Late December “Best of the Year” lists are dicey at best, and corrupt at worst. So I have good news for you: This is the best kind of list! It’s not corrupt, because I’m not trying to advance any nefarious agenda. Make no mistake: my integrity is absolutely for sale. But no one’s made a compelling offer, other than the odd free beer, which I’ll disclose when relevant. So the following list is marred only by its manifest diceyness, which is due mostly to my limited access—I’m not saying any of these beers are objectively superior to Quintuple Dry-Hopped Pappy-Barrel-Aged Pliny the Dopest, but I don’t get my grubby little lips around every beer produced.

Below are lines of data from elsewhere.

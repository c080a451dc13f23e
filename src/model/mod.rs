//! Core data types for packages and vulnerabilities.
//!
//! This module contains the value objects that flow through soter:
//!
//! - [`Package`] - One checkable plugin, theme or WordPress core release
//! - [`PackageType`] - The class a package belongs to
//! - [`Vulnerability`] - A reported issue, attached to the package it was found against
//! - [`VulnerabilityCollection`] - Ordered results of a check
//!
//! # Example
//!
//! ```
//! use soter::{Package, PackageType};
//!
//! let core = Package::wordpress("4.7.4");
//! assert_eq!(core.package_type, PackageType::Wordpress);
//! assert_eq!(core.slug, "474");
//! ```

mod package;
mod vulnerability;

pub use package::*;
pub use vulnerability::*;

A couple of other things: My memory is decent, for a guy who writes about beer for a living, which is to say my memory is only 90 percent shot. That means I’m certainly forgetting at least a two dozen transcendent beers from the past dozen months. I’m also giving “best” a pretty shaky definition. All of these beers excelled at a particular thing in a particular context. One of them, for instance, was great at being a very good session rye IPA that showed up at my doorstep unannounced from a brewery I’d barely heard of. No other beer can make that claim, hence that beer was the best at that important task. Okay, enough disclaiming, let’s get on to the semi-arbitrary anointing.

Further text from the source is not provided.